• **Data to examine**:
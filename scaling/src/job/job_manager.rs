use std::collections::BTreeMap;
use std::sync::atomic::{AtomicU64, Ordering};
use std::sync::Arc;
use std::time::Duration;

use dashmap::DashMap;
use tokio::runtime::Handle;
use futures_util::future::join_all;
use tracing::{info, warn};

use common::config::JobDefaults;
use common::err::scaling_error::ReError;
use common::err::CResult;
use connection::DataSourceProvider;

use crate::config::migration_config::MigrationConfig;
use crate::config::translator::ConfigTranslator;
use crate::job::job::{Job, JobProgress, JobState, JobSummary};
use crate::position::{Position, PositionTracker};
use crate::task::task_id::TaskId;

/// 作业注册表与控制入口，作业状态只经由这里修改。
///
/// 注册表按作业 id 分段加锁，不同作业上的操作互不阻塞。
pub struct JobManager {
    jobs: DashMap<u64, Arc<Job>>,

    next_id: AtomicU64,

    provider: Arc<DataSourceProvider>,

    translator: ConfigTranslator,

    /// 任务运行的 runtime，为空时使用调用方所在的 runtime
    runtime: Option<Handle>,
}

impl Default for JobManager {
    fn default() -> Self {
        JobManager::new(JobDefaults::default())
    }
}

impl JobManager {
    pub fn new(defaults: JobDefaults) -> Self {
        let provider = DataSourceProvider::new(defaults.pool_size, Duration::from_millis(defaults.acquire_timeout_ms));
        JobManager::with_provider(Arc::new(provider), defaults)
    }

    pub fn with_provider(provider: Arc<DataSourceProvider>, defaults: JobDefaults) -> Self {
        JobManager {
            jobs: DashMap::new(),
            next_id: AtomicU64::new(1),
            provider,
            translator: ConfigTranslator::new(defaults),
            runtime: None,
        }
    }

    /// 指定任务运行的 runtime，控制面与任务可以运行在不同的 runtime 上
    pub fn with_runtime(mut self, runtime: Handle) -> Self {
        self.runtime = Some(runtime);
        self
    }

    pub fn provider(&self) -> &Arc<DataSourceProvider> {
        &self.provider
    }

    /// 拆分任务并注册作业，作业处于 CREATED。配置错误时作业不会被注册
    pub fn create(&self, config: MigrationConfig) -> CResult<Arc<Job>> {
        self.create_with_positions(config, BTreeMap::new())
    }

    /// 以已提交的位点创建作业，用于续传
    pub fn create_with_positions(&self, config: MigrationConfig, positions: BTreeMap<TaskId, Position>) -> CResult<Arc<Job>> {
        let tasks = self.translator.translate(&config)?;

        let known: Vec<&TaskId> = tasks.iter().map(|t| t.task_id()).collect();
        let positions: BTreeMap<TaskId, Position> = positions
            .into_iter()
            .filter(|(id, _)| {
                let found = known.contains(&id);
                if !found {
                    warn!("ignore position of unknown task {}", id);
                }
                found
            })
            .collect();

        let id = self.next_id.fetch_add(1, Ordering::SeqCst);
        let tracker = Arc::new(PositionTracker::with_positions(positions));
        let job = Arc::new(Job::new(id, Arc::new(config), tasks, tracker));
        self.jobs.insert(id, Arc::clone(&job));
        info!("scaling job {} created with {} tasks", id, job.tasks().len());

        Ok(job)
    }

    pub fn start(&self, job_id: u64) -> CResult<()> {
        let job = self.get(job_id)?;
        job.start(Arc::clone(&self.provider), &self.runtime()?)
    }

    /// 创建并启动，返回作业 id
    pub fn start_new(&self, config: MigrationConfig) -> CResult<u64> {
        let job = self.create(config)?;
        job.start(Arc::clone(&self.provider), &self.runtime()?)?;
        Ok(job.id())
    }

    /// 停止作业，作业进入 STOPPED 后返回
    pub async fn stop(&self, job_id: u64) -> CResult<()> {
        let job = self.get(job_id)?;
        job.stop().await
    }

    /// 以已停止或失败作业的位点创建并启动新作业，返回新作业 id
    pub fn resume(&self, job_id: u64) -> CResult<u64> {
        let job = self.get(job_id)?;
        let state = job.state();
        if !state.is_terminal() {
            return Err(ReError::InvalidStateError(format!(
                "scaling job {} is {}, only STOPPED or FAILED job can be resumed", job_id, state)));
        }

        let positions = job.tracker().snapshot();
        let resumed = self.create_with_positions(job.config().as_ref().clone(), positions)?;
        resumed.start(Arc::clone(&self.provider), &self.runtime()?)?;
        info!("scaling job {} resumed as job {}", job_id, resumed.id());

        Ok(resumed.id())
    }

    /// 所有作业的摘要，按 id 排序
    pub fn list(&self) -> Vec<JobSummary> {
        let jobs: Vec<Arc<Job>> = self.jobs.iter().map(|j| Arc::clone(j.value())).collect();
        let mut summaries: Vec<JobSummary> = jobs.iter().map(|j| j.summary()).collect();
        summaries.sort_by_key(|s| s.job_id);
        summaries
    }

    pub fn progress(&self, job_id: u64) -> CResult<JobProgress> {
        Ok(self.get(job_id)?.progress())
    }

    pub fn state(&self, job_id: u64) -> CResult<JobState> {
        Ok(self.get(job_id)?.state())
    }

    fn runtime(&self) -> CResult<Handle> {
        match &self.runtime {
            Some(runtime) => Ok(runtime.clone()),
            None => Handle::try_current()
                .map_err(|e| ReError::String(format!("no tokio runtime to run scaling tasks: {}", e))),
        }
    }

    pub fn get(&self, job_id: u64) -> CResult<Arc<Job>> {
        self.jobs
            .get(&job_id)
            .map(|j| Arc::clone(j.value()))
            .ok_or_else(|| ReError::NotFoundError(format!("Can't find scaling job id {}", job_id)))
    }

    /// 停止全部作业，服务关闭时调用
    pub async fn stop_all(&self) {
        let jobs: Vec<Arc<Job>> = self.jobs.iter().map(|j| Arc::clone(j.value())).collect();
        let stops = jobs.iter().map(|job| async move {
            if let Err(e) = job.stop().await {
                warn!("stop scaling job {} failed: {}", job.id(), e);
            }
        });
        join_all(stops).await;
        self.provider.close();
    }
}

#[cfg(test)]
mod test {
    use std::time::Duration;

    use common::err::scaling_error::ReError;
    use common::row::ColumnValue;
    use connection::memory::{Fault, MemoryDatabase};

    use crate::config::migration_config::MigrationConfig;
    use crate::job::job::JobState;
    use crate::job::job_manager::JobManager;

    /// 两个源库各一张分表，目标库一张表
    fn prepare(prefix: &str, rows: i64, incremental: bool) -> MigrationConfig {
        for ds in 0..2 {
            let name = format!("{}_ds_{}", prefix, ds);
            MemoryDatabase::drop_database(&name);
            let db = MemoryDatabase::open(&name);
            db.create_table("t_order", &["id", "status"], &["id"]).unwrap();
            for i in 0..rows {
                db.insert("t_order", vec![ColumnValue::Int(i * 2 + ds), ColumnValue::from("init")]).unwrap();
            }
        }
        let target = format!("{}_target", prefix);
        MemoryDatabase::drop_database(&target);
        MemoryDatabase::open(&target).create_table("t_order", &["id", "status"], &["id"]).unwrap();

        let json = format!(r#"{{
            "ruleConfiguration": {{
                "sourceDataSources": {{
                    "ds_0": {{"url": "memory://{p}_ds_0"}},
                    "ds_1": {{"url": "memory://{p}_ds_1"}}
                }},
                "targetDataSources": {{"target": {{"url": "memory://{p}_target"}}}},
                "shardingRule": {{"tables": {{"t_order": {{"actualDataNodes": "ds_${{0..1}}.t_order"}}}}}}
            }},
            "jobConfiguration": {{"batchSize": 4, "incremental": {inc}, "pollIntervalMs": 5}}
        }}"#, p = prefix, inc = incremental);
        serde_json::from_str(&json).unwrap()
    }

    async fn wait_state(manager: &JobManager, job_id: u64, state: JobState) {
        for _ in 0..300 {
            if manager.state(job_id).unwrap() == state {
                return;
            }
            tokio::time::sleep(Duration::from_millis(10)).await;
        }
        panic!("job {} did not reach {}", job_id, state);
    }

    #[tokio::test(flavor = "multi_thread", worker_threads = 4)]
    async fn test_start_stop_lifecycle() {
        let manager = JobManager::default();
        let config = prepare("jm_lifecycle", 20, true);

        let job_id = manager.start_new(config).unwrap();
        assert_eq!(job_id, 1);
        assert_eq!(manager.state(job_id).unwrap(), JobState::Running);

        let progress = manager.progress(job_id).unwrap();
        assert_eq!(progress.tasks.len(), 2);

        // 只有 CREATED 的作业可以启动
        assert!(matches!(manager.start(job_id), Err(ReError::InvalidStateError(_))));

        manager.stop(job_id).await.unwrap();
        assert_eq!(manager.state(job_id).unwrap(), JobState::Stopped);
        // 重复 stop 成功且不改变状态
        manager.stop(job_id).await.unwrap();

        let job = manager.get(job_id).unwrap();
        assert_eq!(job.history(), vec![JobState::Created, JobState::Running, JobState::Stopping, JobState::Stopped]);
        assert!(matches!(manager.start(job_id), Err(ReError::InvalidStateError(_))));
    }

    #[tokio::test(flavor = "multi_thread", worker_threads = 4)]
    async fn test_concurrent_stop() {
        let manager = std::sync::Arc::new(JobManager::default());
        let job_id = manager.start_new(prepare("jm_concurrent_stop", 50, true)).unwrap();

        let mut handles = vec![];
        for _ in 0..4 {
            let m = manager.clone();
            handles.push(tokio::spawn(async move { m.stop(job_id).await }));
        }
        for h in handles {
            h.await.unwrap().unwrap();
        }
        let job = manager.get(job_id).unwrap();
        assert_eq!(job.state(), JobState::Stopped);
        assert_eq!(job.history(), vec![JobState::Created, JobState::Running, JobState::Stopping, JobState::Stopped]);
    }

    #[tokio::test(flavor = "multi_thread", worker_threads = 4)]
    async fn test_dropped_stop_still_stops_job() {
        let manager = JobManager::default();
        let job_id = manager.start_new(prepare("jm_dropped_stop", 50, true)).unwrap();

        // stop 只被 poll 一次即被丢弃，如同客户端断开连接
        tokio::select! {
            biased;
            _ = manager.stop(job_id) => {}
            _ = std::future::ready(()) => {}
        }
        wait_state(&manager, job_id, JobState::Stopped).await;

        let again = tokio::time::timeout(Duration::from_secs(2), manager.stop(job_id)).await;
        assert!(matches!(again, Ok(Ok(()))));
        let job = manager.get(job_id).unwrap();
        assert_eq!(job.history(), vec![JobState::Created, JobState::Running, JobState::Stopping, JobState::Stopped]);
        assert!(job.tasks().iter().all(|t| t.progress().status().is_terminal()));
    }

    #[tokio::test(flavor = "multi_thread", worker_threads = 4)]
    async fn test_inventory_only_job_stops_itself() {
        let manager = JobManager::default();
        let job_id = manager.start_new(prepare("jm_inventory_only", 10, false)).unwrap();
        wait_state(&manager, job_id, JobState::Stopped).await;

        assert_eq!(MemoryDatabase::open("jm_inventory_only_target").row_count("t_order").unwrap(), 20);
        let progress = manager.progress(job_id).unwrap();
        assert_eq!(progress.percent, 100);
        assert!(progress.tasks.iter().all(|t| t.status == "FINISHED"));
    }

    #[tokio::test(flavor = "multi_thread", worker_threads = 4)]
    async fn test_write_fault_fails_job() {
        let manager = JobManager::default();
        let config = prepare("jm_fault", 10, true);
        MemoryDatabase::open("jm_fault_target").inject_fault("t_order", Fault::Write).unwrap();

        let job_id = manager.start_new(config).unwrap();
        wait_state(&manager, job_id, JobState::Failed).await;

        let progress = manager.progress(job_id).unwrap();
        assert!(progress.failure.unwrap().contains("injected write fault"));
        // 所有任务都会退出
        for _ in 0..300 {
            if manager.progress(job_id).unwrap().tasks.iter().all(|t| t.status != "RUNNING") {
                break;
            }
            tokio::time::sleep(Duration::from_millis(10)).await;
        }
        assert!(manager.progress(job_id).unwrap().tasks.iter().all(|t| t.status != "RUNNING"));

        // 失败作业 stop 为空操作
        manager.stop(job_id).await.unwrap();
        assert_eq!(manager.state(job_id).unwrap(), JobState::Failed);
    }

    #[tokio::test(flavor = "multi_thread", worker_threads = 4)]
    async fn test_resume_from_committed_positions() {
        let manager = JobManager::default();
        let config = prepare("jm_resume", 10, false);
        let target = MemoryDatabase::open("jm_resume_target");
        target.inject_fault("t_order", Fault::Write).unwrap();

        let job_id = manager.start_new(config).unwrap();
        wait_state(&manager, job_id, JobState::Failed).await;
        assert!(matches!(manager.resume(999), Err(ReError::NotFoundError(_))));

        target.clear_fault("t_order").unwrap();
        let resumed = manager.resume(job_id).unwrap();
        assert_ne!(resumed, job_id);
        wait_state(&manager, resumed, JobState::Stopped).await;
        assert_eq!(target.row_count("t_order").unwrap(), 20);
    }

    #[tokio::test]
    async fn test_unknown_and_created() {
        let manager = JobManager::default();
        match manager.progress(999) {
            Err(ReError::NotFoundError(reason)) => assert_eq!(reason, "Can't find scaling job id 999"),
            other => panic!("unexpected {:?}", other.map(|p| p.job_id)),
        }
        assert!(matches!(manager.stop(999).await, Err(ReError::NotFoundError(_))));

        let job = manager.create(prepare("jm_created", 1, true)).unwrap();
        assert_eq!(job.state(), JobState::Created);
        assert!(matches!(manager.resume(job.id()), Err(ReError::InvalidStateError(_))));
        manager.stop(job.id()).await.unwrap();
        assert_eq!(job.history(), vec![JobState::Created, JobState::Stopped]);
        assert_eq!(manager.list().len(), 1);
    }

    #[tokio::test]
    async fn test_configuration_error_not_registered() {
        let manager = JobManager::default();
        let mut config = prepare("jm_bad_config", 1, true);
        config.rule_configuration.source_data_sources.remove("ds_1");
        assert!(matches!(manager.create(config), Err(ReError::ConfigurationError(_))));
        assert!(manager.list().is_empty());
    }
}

• **What the task requires**: In the material above, tally each line where "InvalidStateError" appears, and respond with only the tally.

• **Written solution**: 4